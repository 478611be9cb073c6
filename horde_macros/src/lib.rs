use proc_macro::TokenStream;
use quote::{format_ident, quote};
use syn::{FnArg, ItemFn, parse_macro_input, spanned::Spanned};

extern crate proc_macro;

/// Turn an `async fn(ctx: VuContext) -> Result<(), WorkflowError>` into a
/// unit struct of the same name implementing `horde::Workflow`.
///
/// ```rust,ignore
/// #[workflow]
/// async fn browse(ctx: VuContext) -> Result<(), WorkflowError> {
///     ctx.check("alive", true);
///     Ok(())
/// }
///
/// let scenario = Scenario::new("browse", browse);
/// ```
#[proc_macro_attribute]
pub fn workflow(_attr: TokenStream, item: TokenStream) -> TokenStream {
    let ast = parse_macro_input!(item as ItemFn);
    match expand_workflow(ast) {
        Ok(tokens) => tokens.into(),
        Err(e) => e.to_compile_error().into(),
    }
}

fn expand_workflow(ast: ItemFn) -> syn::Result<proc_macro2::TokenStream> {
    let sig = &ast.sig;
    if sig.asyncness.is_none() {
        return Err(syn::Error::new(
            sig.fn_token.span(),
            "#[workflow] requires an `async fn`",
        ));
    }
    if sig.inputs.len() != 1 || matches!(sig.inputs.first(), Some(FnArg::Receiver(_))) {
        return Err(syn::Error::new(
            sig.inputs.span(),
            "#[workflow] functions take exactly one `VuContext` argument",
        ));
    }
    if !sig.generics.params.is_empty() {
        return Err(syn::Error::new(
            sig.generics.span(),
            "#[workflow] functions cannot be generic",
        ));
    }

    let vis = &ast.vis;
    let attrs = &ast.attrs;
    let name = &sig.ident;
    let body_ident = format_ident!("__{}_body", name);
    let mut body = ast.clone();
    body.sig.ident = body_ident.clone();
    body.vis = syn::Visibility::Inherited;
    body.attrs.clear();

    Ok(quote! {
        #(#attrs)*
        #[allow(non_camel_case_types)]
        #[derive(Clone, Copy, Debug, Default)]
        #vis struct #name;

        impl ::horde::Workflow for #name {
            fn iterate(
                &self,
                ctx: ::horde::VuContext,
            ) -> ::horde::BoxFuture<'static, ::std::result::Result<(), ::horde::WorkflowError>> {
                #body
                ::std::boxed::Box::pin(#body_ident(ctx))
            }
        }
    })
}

• • • • •

**Aim of the exercise**
Nothing but an exact repetition of the entries is expected here.

**Response to the task**
repository 478611be9cb073c6
filename horde_macros/src/lib.rs
use proc_macro::TokenStream;
use quote::{format_ident, quote};
use syn::{FnArg, ItemFn, parse_macro_input, spanned::Spanned};

extern crate proc_macro;

/// Turn an `async fn(ctx: VuContext) -> Result<(), WorkflowError>` into a
/// unit struct of the same name implementing `horde::Workflow`.
///
/// ```rust,ignore
/// #[workflow]
/// async fn browse(ctx: VuContext) -> Result<(), WorkflowError> {
///     ctx.check("alive", true);
///     Ok(())
/// }
///
/// let scenario = Scenario::new("browse", browse);
/// ```
#[proc_macro_attribute]
pub fn workflow(_attr: TokenStream, item: TokenStream) -> TokenStream {
    let ast = parse_macro_input!(item as ItemFn);
    match expand_workflow(ast) {
        Ok(tokens) => tokens.into(),
        Err(e) => e.to_compile_error().into(),
    }
}

fn expand_workflow(ast: ItemFn) -> syn::Result<proc_macro2::TokenStream> {
    let sig = &ast.sig;
    if sig.asyncness.is_none() {
        return Err(syn::Error::new(
            sig.fn_token.span(),
            "#[workflow] requires an `async fn`",
        ));
    }
    if sig.inputs.len() != 1 || matches!(sig.inputs.first(), Some(FnArg::Receiver(_))) {
        return Err(syn::Error::new(
            sig.inputs.span(),
            "#[workflow] functions take exactly one `VuContext` argument",
        ));
    }
    if !sig.generics.params.is_empty() {
        return Err(syn::Error::new(
            sig.generics.span(),
            "#[workflow] functions cannot be generic",
        ));
    }

    let vis = &ast.vis;
    let attrs = &ast.attrs;
    let name = &sig.ident;
    let body_ident = format_ident!("__{}_body", name);
    let mut body = ast.clone();
    body.sig.ident = body_ident.clone();
    body.vis = syn::Visibility::Inherited;
    body.attrs.clear();

    Ok(quote! {
        #(#attrs)*
        #[allow(non_camel_case_types)]
        #[derive(Clone, Copy, Debug, Default)]
        #vis struct #name;

        impl ::horde::Workflow for #name {
            fn iterate(
                &self,
                ctx: ::horde::VuContext,
            ) -> ::horde::BoxFuture<'static, ::std::result::Result<(), ::horde::WorkflowError>> {
                #body
                ::std::boxed::Box::pin(#body_ident(ctx))
            }
        }
    })
}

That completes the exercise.